蓼蓼者莪
(蓼蓼たる莪)
かつては青々としていたよもぎの葉も
匪莪伊蒿
(莪に匪ず、これ蒿)
今ではただのあざみの葉になってしまった。
哀哀父母
(哀哀たる父母)
かわいそうなお父さん、お母さん
生我劬勞
(我れを生みて苦労す。 )
私を生んで苦労した。
蓼蓼者莪
(蓼蓼たる莪)
かつては青々としていたよもぎの葉も
匪莪伊蔚
(莪に匪ず、これ蔚。

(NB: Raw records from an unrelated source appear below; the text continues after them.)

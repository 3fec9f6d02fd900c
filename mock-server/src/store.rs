//! In-memory stand-in for the remote account: lists, members, merge
//! variables, interest groupings and campaigns.
//!
//! Behaviour follows the 1.3 API closely enough for client tests: failures
//! are reported as `{"error": .., "code": ..}` objects, batch actions report
//! per-item failures as data, and duplicate merge tags or group names are
//! rejected rather than silently accepted.

use std::collections::BTreeMap;

use chrono::NaiveDateTime;
use log::debug;
use serde_json::{json, Map, Value};
use uuid::Uuid;

use crate::form::Args;

pub const DEFAULT_LIST_ID: &str = "1a2b3c4d5e";
pub const DEFAULT_LIST_NAME: &str = "unittests";
pub const PING_REPLY: &str = "Everything's Chimpy!";

const API_TIME_FORMAT: &str = "%Y-%m-%d %H:%M:%S";
const TIMESTAMP: &str = "2024-01-01 00:00:00";
const SENT_TIME: &str = "2024-01-02 12:00:00";

/// Remote error codes used by the mock.
pub mod codes {
    pub const INVALID_PARAMETERS: i64 = -32602;
    pub const METHOD_UNKNOWN: i64 = -32601;
    pub const INVALID_API_KEY: i64 = 104;
    pub const LIST_DOES_NOT_EXIST: i64 = 200;
    pub const INVALID_INTEREST_FIELD_TYPE: i64 = 211;
    pub const ALREADY_SUBSCRIBED: i64 = 214;
    pub const NOT_SUBSCRIBED: i64 = 215;
    pub const EMAIL_NOT_EXISTS: i64 = 232;
    pub const MERGE_FIELD_REQUIRED: i64 = 250;
    pub const CANNOT_REMOVE_EMAIL_MERGE: i64 = 251;
    pub const INVALID_MERGE_FIELD: i64 = 254;
    pub const INVALID_INTEREST_GROUP: i64 = 270;
    pub const CAMPAIGN_DOES_NOT_EXIST: i64 = 300;
    pub const CAMPAIGN_INVALID_CONTENT: i64 = 311;
    pub const CAMPAIGN_INVALID_OPTION: i64 = 312;
    pub const CAMPAIGN_INVALID_STATUS: i64 = 313;
    pub const CAMPAIGN_INVALID_SEGMENT: i64 = 315;
    pub const CAMPAIGN_INVALID_RSS: i64 = 316;
    pub const INVALID_EMAIL: i64 = 502;
}

/// A remote-reported failure.
#[derive(Debug, Clone, PartialEq, Eq)]
pub struct Fault {
    pub code: i64,
    pub message: String,
}

impl Fault {
    pub fn new(code: i64, message: impl Into<String>) -> Self {
        Self {
            code,
            message: message.into(),
        }
    }

    pub fn missing(key: &str) -> Self {
        Self::new(codes::INVALID_PARAMETERS, format!("{key} must be provided"))
    }

    pub fn invalid(key: &str) -> Self {
        Self::new(codes::INVALID_PARAMETERS, format!("invalid value for {key}"))
    }

    pub fn to_json(&self) -> Value {
        json!({"error": self.message, "code": self.code})
    }

    /// The per-item shape used inside batch results.
    fn item(&self, email: &str) -> Value {
        json!({"email": email, "code": self.code, "message": self.message})
    }
}

type Outcome = Result<Value, Fault>;

#[derive(Debug, Clone)]
struct Member {
    id: String,
    email_type: String,
    merges: Map<String, Value>,
    status: &'static str,
}

#[derive(Debug, Clone)]
struct MergeVar {
    tag: String,
    name: String,
    req: bool,
    field_type: String,
    public: bool,
    show: bool,
}

#[derive(Debug, Clone)]
struct Grouping {
    id: u64,
    name: String,
    form_field: String,
    groups: Vec<String>,
}

#[derive(Debug, Clone)]
struct MailList {
    id: String,
    name: String,
    web_id: u64,
    members: BTreeMap<String, Member>,
    merge_vars: Vec<MergeVar>,
    groupings: Vec<Grouping>,
}

#[derive(Debug, Clone)]
struct Campaign {
    id: String,
    web_id: u64,
    list_id: String,
    kind: String,
    title: String,
    subject: String,
    from_name: String,
    from_email: String,
    to_name: String,
    status: &'static str,
    send_time: Option<String>,
    html: String,
    text: String,
    type_opts: Map<String, Value>,
}

#[derive(Debug, Default)]
pub struct Store {
    lists: Vec<MailList>,
    campaigns: Vec<Campaign>,
    next_id: u64,
}
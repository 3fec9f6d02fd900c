//! Campaign actions.

use chrono::NaiveDateTime;
use serde::Serialize;

use crate::connection::Connection;
use crate::error::Result;
use crate::http::Transport;
use crate::params::Params;
use crate::types::{
    format_api_time, Campaign, CampaignContent, CampaignFilters, CampaignOptions, CampaignType,
    EmailType, Fields, Page, SegmentOptions,
};

impl<T: Transport> Connection<T> {
    pub fn campaigns(
        &self,
        filters: &CampaignFilters,
        start: Option<u32>,
        limit: Option<u32>,
    ) -> Result<Page<Campaign>> {
        let params = Params::new()
            .set_serialized("filters", filters)?
            .set_opt("start", start)
            .set_opt("limit", limit);
        self.call("campaigns", &params)
    }

    /// Create a draft campaign and return its id.
    ///
    /// `type_opts` carries the type-specific settings, e.g. `url` for RSS
    /// campaigns.
    pub fn campaign_create(
        &self,
        campaign_type: CampaignType,
        options: &CampaignOptions,
        content: &CampaignContent,
        segment_opts: Option<&SegmentOptions>,
        type_opts: Option<&Fields>,
    ) -> Result<String> {
        let mut params = Params::new()
            .set("type", campaign_type.as_str())
            .set_serialized("options", options)?
            .set_serialized("content", content)?;
        if let Some(segment_opts) = segment_opts {
            params = params.set_serialized("segment_opts", segment_opts)?;
        }
        if let Some(type_opts) = type_opts {
            params = params.set("type_opts", type_opts.clone());
        }
        self.call("campaignCreate", &params)
    }

    pub fn campaign_content(&self, cid: &str) -> Result<CampaignContent> {
        self.call("campaignContent", &Params::new().set("cid", cid))
    }

    /// Copy a campaign, returning the id of the copy.
    pub fn campaign_replicate(&self, cid: &str) -> Result<String> {
        self.call("campaignReplicate", &Params::new().set("cid", cid))
    }

    /// Change a single setting (`subject`, `title`, `content`, ...).
    pub fn campaign_update<V: Serialize + ?Sized>(
        &self,
        cid: &str,
        name: &str,
        value: &V,
    ) -> Result<bool> {
        let params = Params::new()
            .set("cid", cid)
            .set("name", name)
            .set_serialized("value", value)?;
        self.call("campaignUpdate", &params)
    }

    pub fn campaign_delete(&self, cid: &str) -> Result<bool> {
        self.call("campaignDelete", &Params::new().set("cid", cid))
    }

    /// Schedule delivery at `time` (UTC). `time_b` is the second send time
    /// for A/B split campaigns.
    pub fn campaign_schedule(
        &self,
        cid: &str,
        time: NaiveDateTime,
        time_b: Option<NaiveDateTime>,
    ) -> Result<bool> {
        let params = Params::new()
            .set("cid", cid)
            .set("schedule_time", format_api_time(&time))
            .set_opt("schedule_time_b", time_b.as_ref().map(format_api_time));
        self.call("campaignSchedule", &params)
    }

    pub fn campaign_unschedule(&self, cid: &str) -> Result<bool> {
        self.call("campaignUnschedule", &Params::new().set("cid", cid))
    }

    pub fn campaign_pause(&self, cid: &str) -> Result<bool> {
        self.call("campaignPause", &Params::new().set("cid", cid))
    }

    pub fn campaign_resume(&self, cid: &str) -> Result<bool> {
        self.call("campaignResume", &Params::new().set("cid", cid))
    }

    pub fn campaign_send_now(&self, cid: &str) -> Result<bool> {
        self.call("campaignSendNow", &Params::new().set("cid", cid))
    }

    pub fn campaign_send_test(
        &self,
        cid: &str,
        emails: &[&str],
        send_type: Option<EmailType>,
    ) -> Result<bool> {
        let mut params = Params::new()
            .set("cid", cid)
            .set_serialized("test_emails", emails)?;
        if let Some(send_type) = send_type {
            params = params.set_serialized("send_type", &send_type)?;
        }
        self.call("campaignSendTest", &params)
    }

    /// Count the list members a segment would match.
    pub fn campaign_segment_test(&self, list_id: &str, segment: &SegmentOptions) -> Result<u64> {
        let params = Params::new()
            .set("list_id", list_id)
            .set_serialized("options", segment)?;
        self.call("campaignSegmentTest", &params)
    }
}

#[cfg(test)]
mod tests {
    use chrono::NaiveDate;
    use serde_json::json;

    use crate::config::ClientConfig;
    use crate::connection::testing::Canned;
    use crate::connection::Connection;
    use crate::error::ErrorCode;
    use crate::types::*;

    fn connection(canned: &Canned) -> Connection<&Canned> {
        Connection::with_transport(ClientConfig::new("key-us1"), canned).unwrap()
    }

    fn options() -> CampaignOptions {
        let mut opts = CampaignOptions::new("l1", "chimpy campaign test", "a@x.com", "chimpy");
        opts.generate_text = Some(true);
        opts
    }

    #[test]
    fn create_flattens_options_content_and_segment() {
        let canned = Canned::with(&[r#""c0ffee""#]);
        let segment = SegmentOptions {
            match_: SegmentMatch::Any,
            conditions: vec![
                SegmentCondition::new("date", "gt", "2000-01-01"),
                SegmentCondition::new("email", "like", "@"),
            ],
        };
        let cid = connection(&canned)
            .campaign_create(
                CampaignType::Regular,
                &options(),
                &CampaignContent::html("<h1>hi</h1>"),
                Some(&segment),
                None,
            )
            .unwrap();
        assert_eq!(cid, "c0ffee");
        assert_eq!(canned.field(0, "type").as_deref(), Some("regular"));
        assert_eq!(canned.field(0, "options[list_id]").as_deref(), Some("l1"));
        assert_eq!(canned.field(0, "options[generate_text]").as_deref(), Some("true"));
        assert_eq!(canned.field(0, "content[html]").as_deref(), Some("<h1>hi</h1>"));
        assert_eq!(canned.field(0, "content[text]"), None);
        assert_eq!(canned.field(0, "segment_opts[match]").as_deref(), Some("any"));
        assert_eq!(
            canned.field(0, "segment_opts[conditions][1][field]").as_deref(),
            Some("email")
        );
        assert_eq!(canned.field(0, "type_opts[url]"), None);
    }

    #[test]
    fn create_rss_sends_type_opts() {
        let canned = Canned::with(&[r#""rss1""#]);
        let mut type_opts = Fields::new();
        type_opts.insert("url".into(), json!("http://mailchimp.com/blog/rss"));
        connection(&canned)
            .campaign_create(
                CampaignType::Rss,
                &options(),
                &CampaignContent::html("<p>rss</p>"),
                None,
                Some(&type_opts),
            )
            .unwrap();
        assert_eq!(
            canned.field(0, "type_opts[url]").as_deref(),
            Some("http://mailchimp.com/blog/rss")
        );
    }

    #[test]
    fn schedule_formats_times() {
        let canned = Canned::with(&["true"]);
        let when = NaiveDate::from_ymd_opt(2112, 12, 20)
            .unwrap()
            .and_hms_opt(19, 0, 0)
            .unwrap();
        assert!(connection(&canned)
            .campaign_schedule("c1", when, None)
            .unwrap());
        assert_eq!(
            canned.field(0, "schedule_time").as_deref(),
            Some("2112-12-20 19:00:00")
        );
        assert_eq!(canned.field(0, "schedule_time_b"), None);
    }

    #[test]
    fn update_sends_name_and_value() {
        let canned = Canned::with(&["true"]);
        assert!(connection(&canned)
            .campaign_update("c1", "subject", "Fresh subject")
            .unwrap());
        assert_eq!(canned.field(0, "name").as_deref(), Some("subject"));
        assert_eq!(canned.field(0, "value").as_deref(), Some("Fresh subject"));
    }

    #[test]
    fn campaigns_sends_only_set_filters() {
        let canned = Canned::with(&[r#"{"total":1,"data":[{"id":"c1","subject":"s","status":"save","type":"regular"}]}"#]);
        let filters = CampaignFilters {
            subject: Some("s".to_string()),
            ..Default::default()
        };
        let page = connection(&canned).campaigns(&filters, None, Some(50)).unwrap();
        assert_eq!(page.data[0].campaign_type, Some(CampaignType::Regular));
        assert_eq!(canned.field(0, "filters[subject]").as_deref(), Some("s"));
        assert_eq!(canned.field(0, "filters[title]"), None);
        assert_eq!(canned.field(0, "limit").as_deref(), Some("50"));
    }

    #[test]
    fn content_decodes_html_and_text() {
        let canned = Canned::with(&[r#"{"html":"<h1>My test newsletter</h1>","text":"My test newsletter"}"#]);
        let content = connection(&canned).campaign_content("c1").unwrap();
        assert!(content.html.unwrap().contains("<h1>My test newsletter</h1>"));
        assert_eq!(content.text.as_deref(), Some("My test newsletter"));
    }

    #[test]
    fn pause_on_regular_campaign_surfaces_error() {
        let canned = Canned::with(&[r#"{"error":"Cannot pause this campaign","code":313}"#]);
        let err = connection(&canned).campaign_pause("c1").unwrap_err();
        assert_eq!(err.as_api().unwrap().code, Some(ErrorCode::from(313)));
    }

    #[test]
    fn send_test_lists_addresses() {
        let canned = Canned::with(&["true"]);
        connection(&canned)
            .campaign_send_test("c1", &["a@x.com", "b@x.com"], Some(EmailType::Text))
            .unwrap();
        assert_eq!(canned.field(0, "test_emails[1]").as_deref(), Some("b@x.com"));
        assert_eq!(canned.field(0, "send_type").as_deref(), Some("text"));
    }

    #[test]
    fn segment_test_returns_count() {
        let canned = Canned::with(&["3"]);
        let segment = SegmentOptions {
            match_: SegmentMatch::All,
            conditions: vec![SegmentCondition::new("email", "like", "@")],
        };
        assert_eq!(
            connection(&canned).campaign_segment_test("l1", &segment).unwrap(),
            3
        );
        assert_eq!(canned.field(0, "options[match]").as_deref(), Some("all"));
    }
}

)
今ではただのあざみの葉になってしまった。
哀哀父母
(哀哀たる父母)
かわいそうなお父さん、お母さん
生我勞瘁
(我を生みて老瘁す。 )
私を生んで老いやつれてしまった。
缾之罄矣
(缾の罄くるは)
徳利(子)の酒が尽きるのは
維罍之恥
(維れ罍の恥。)
瓶(親)の恥だという。
鮮民之生
(鮮民の生くるは)
貧しい者が生きるくらいなら
不如死之久矣
(死の久しきに如かず。 )
死んでしまったほうがましだ。
無父何怙
(父無くば何をか怙まん。)
父がいなければ、なにを頼りにしていけばよいのか。
無母何恃
(母無くば何をか恃まん。)
母がいなければ、なにを頼りにしていけばよいのか。
出則銜恤
(出でては則ち恤を銜み)
外に出たところで、悲しみがあふれるばかり
入則靡至
(入りては則ち至る靡し。 )
家に帰ったところで、どうにもならない。
父兮生我
(父や我を生み)
父が私に生を与え
母兮鞠我
(母や我を鞠う。 )
母が私を養った。
拊我畜我
(我を拊で我を畜い)
私をなで、私を養い
長我育我
(我を長じ我を育て)
私を大切にし、私を育て
顧我復我
(我を顧み我を復り)
私を顧み、私を守り
出入腹我
(出入に我を腹く。 )
出るときも、帰るときも、私を懐に抱えておられた。
欲報之徳
(之れが徳に報いんと欲するも)
この両親の徳(恩)にぜひとも報いたいと思うのだが
昊天罔極
(昊天極まり罔し。 )
両親の徳は碧天よりも高くにあり、私の手に届くものではない。
南山烈烈
(南山烈烈たり。)
南山は恐ろしく寒い。
飄風發發
( 飄風發發たり。 )
風が強く吹き付ける。
民莫不穀
(民穀からざるは莫きに)
世の親子は皆仲良く暮らしているのに
我獨何害
(我獨り何ぞ害える。 )
何故、私だけひとりぼっちなのか。
南山律律
(南山律律たり)
南山は恐ろしく寒い。
飄風弗弗
(飄風弗弗たり。 )
風が強く吹き付ける。
民莫不穀
(民穀からざるは莫きに)
世の親子は皆仲良く暮らしているのに
我獨不卒
(我獨り卒えず。 )
何故、私だけ親孝行を果たすことが出来ないのか。